▸ **Dataset extract**
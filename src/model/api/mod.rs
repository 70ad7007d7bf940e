//! Request and response bodies, as seen by API clients.

pub mod admin;
pub mod auth;
pub mod citizen;
pub mod constituency;
pub mod election;
pub mod image;
pub mod party;
pub mod results;
pub mod vote;
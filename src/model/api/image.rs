use std::path::Path;

use data_encoding::BASE64;
use rocket::tokio::fs;

use crate::error::{Error, Result};

/// Kinds of uploaded image, each kept in its own subdirectory.
#[derive(Debug, Clone, Copy, PartialEq, Eq)]
pub enum ImageKind {
    CitizenFace,
    PartyLogo,
}

impl ImageKind {
    fn dir(self) -> &'static str {
        match self {
            Self::CitizenFace => "citizen_images",
            Self::PartyLogo => "party_images",
        }
    }

    /// Where the image of the citizen or party with this ID is kept,
    /// relative to the image directory.
    pub fn path_for(self, owner: u32) -> String {
        format!("{}/{owner}.jpg", self.dir())
    }
}

/// An uploaded image, decoded but not yet written anywhere.
#[derive(Debug)]
pub struct Image {
    bytes: Vec<u8>,
}

impl Image {
    /// Accepts plain base64 or a `data:` URL.
    pub fn decode(encoded: &str) -> Result<Self> {
        let encoded = match encoded.split_once(";base64,") {
            Some((_, data)) => data,
            None => encoded,
        };
        let bytes = BASE64
            .decode(encoded.trim().as_bytes())
            .map_err(|e| Error::bad_request(format!("Image is not valid base64: {e}")))?;
        if bytes.is_empty() {
            return Err(Error::bad_request("Image is empty"));
        }
        Ok(Self { bytes })
    }

    /// Write the image to `relative` under `image_dir`, replacing any earlier one.
    pub async fn save(&self, image_dir: &Path, relative: &str) -> Result<()> {
        let path = image_dir.join(relative);
        if let Some(parent) = path.parent() {
            fs::create_dir_all(parent).await?;
        }
        fs::write(&path, &self.bytes).await?;
        Ok(())
    }
}

/// The URL a stored image is served at.
pub fn image_url(relative: &str) -> String {
    format!("/images/{relative}")
}
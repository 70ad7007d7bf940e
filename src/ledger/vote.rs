use log::debug;
use mongodb::error::Error as DbError;
use thiserror::Error;

use crate::model::{
    common::{ConstituencyId, ElectionId, PartyId},
    db::{constituency::Constituency, election::Election, vote::Vote},
    mongodb::{is_duplicate_key_error, u32_id_filter},
};

use super::{LifecycleError, Ledger, VoterToken};

#[derive(Debug, Error)]
pub enum VoteError {
    #[error("Invalid vote: {0}")]
    Validation(String),
    #[error("Already voted in constituency {constituency_id} of election {election_id}")]
    AlreadyVoted {
        election_id: ElectionId,
        constituency_id: ConstituencyId,
    },
    #[error("{0}")]
    InvalidReference(String),
    #[error(transparent)]
    Lifecycle(#[from] LifecycleError),
    #[error(transparent)]
    Db(#[from] DbError),
}

impl Ledger {
    /// Record one vote for `party_id` in the given constituency of a running election.
    ///
    /// Each voter may vote once per constituency per election. The voter is only
    /// ever stored as a [`VoterToken`].
    pub async fn cast_vote(
        &self,
        election_id: ElectionId,
        constituency_id: ConstituencyId,
        party_id: PartyId,
        raw_voter_id: &str,
    ) -> Result<Vote, VoteError> {
        let raw_voter_id = raw_voter_id.trim();
        if raw_voter_id.is_empty() {
            return Err(VoteError::Validation("voter ID is empty".to_string()));
        }

        // Only running elections get a lock, so unknown IDs cannot create them.
        self.running_election(election_id).await?;
        // Keep the election from ending until this vote is recorded.
        let _shared = self.locks.shared(election_id).await;
        let election = self.running_election(election_id).await?;
        if !election.constituencies.contains(&constituency_id) {
            return Err(VoteError::InvalidReference(format!(
                "Constituency {constituency_id} is not part of election {election_id}"
            )));
        }
        let constituency = self
            .store
            .coll::<Constituency>()
            .find_one(u32_id_filter(constituency_id), None)
            .await?
            .ok_or_else(|| {
                VoteError::InvalidReference(format!("Constituency {constituency_id} not found"))
            })?;
        if constituency.candidate_for(party_id).is_none() {
            return Err(VoteError::InvalidReference(format!(
                "Party {party_id} has no candidate in constituency {constituency_id}"
            )));
        }

        let vote = Vote::new(
            election_id,
            constituency_id,
            party_id,
            VoterToken::derive(raw_voter_id, &self.token_key),
        );
        let already_voted = VoteError::AlreadyVoted {
            election_id,
            constituency_id,
        };

        // The unique index decides; this only saves a failed insert.
        let votes = self.store.coll::<Vote>();
        if votes.count_documents(vote.voter_filter(), None).await? > 0 {
            return Err(already_voted);
        }
        match votes.insert_one(&vote, None).await {
            Ok(_) => {
                debug!("Recorded vote in constituency {constituency_id} of election {election_id}");
                Ok(vote)
            }
            Err(e) if is_duplicate_key_error(&e) => Err(already_voted),
            Err(e) => Err(e.into()),
        }
    }

    async fn running_election(&self, election_id: ElectionId) -> Result<Election, VoteError> {
        let election = self
            .store
            .coll::<Election>()
            .find_one(u32_id_filter(election_id), None)
            .await?
            .ok_or_else(|| VoteError::InvalidReference(format!("Election {election_id} not found")))?;
        if !election.state.accepts_votes() {
            return Err(LifecycleError::NotAcceptingVotes {
                election_id,
                state: election.state,
            }
            .into());
        }
        Ok(election)
    }
}
use serde::{Deserialize, Serialize};

use crate::model::common::{CitizenId, PartyId};

/// A political party.
#[derive(Debug, Clone, PartialEq, Eq, Serialize, Deserialize)]
pub struct Party {
    #[serde(rename = "_id")]
    pub id: PartyId,
    pub name: String,
    /// Path of the stored logo, relative to the image directory.
    pub logo: Option<String>,
    pub president: CitizenId,
}

/// Membership of a citizen in a party. A citizen has at most one.
#[derive(Debug, Clone, Copy, PartialEq, Eq, Serialize, Deserialize)]
pub struct PartyMember {
    pub party_id: PartyId,
    pub citizen_id: CitizenId,
}
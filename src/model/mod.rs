pub mod api;
pub mod common;
pub mod db;
pub mod mongodb;
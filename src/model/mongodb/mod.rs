mod bson;
mod collection;
mod counter;
mod errors;
mod store;

pub use bson::{optional_datetime, u32_id_filter};
pub use collection::{ensure_indexes_exist, Coll, MongoCollection};
pub use counter::{
    ensure_counters_exist, Counter, CITIZEN_ID_COUNTER, CONSTITUENCY_ID_COUNTER,
    ELECTION_ID_COUNTER, PARTY_ID_COUNTER,
};
pub use errors::{is_duplicate_key_error, DUPLICATE_KEY};
pub use store::Store;
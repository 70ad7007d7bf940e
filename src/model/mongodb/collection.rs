use std::ops::Deref;

use log::debug;
use mongodb::{
    bson::{doc, Document},
    error::Error as DbError,
    options::IndexOptions,
    Collection, Database, IndexModel,
};
use rocket::{
    request::{self, FromRequest, Request},
    State,
};

use crate::model::db::{
    admin::{Admin, NewAdmin},
    citizen::Citizen,
    constituency::Constituency,
    election::Election,
    party::{Party, PartyMember},
    tally::Tally,
    vote::Vote,
};

use super::{counter::Counter, Store};

/// A type that can be directly inserted/read to/from the database.
pub trait MongoCollection {
    /// The name of the collection.
    const NAME: &'static str;
}

/// A database collection of the given type.
pub struct Coll<T>(Collection<T>);

impl<T> Coll<T>
where
    T: MongoCollection,
{
    /// Get a handle on this collection in the given database.
    pub fn from_db(db: &Database) -> Self {
        Self(db.collection(T::NAME))
    }
}

// `Derive(Clone)` would only derive if `T: Clone`, but we don't need that bound.
impl<T> Clone for Coll<T> {
    fn clone(&self) -> Self {
        Self(self.0.clone())
    }
}

impl<T> Deref for Coll<T> {
    type Target = Collection<T>;

    fn deref(&self) -> &Self::Target {
        &self.0
    }
}

#[rocket::async_trait]
impl<'r, T> FromRequest<'r> for Coll<T>
where
    T: MongoCollection,
{
    type Error = ();

    /// Fails if no [`Store`] is managed.
    async fn from_request(req: &'r Request<'_>) -> request::Outcome<Self, Self::Error> {
        req.guard::<&State<Store>>().await.map(|store| store.coll())
    }
}

// Admin collections
const ADMINS: &str = "admins";
impl MongoCollection for Admin {
    const NAME: &'static str = ADMINS;
}
impl MongoCollection for NewAdmin {
    const NAME: &'static str = ADMINS;
}

impl MongoCollection for Citizen {
    const NAME: &'static str = "citizens";
}

impl MongoCollection for Party {
    const NAME: &'static str = "parties";
}

impl MongoCollection for PartyMember {
    const NAME: &'static str = "party_members";
}

impl MongoCollection for Constituency {
    const NAME: &'static str = "constituencies";
}

impl MongoCollection for Election {
    const NAME: &'static str = "elections";
}

impl MongoCollection for Vote {
    const NAME: &'static str = "votes";
}

impl MongoCollection for Tally {
    const NAME: &'static str = "tallies";
}

impl MongoCollection for Counter {
    const NAME: &'static str = "counters";
}

/// Ensure that all the required indexes exist on the given database.
///
/// This operation is idempotent.
pub async fn ensure_indexes_exist(db: &Database) -> Result<(), DbError> {
    debug!("Ensuring collection indexes exist");

    let unique = IndexOptions::builder().unique(true).build();
    let unique_index = |keys: Document| {
        IndexModel::builder()
            .keys(keys)
            .options(unique.clone())
            .build()
    };

    Coll::<Admin>::from_db(db)
        .create_index(unique_index(doc! {"username": 1}), None)
        .await?;

    // National IDs identify citizens.
    Coll::<Citizen>::from_db(db)
        .create_index(unique_index(doc! {"nid": 1}), None)
        .await?;

    Coll::<Party>::from_db(db)
        .create_index(unique_index(doc! {"name": 1}), None)
        .await?;

    // A citizen belongs to at most one party.
    Coll::<PartyMember>::from_db(db)
        .create_index(unique_index(doc! {"citizen_id": 1}), None)
        .await?;

    // One vote per voter per constituency per election.
    Coll::<Vote>::from_db(db)
        .create_index(
            unique_index(doc! {"election_id": 1, "constituency_id": 1, "voter_token": 1}),
            None,
        )
        .await?;

    Coll::<Tally>::from_db(db)
        .create_index(
            unique_index(doc! {"election_id": 1, "constituency_id": 1, "party_id": 1}),
            None,
        )
        .await?;

    Ok(())
}
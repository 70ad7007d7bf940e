use serde::{Deserialize, Serialize};

use crate::model::common::{ConstituencyId, ElectionId, PartyId};

/// The number of votes a party received in one constituency of an ended election.
#[derive(Debug, Clone, PartialEq, Eq, Serialize, Deserialize)]
pub struct Tally {
    pub election_id: ElectionId,
    pub constituency_id: ConstituencyId,
    pub party_id: PartyId,
    pub votes: u64,
}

▸ **Action item**
Please show every line above that includes the word "Validation".

▸ **Exercise result**
    Validation(String),
            return Err(VoteError::Validation("voter ID is empty".to_string()));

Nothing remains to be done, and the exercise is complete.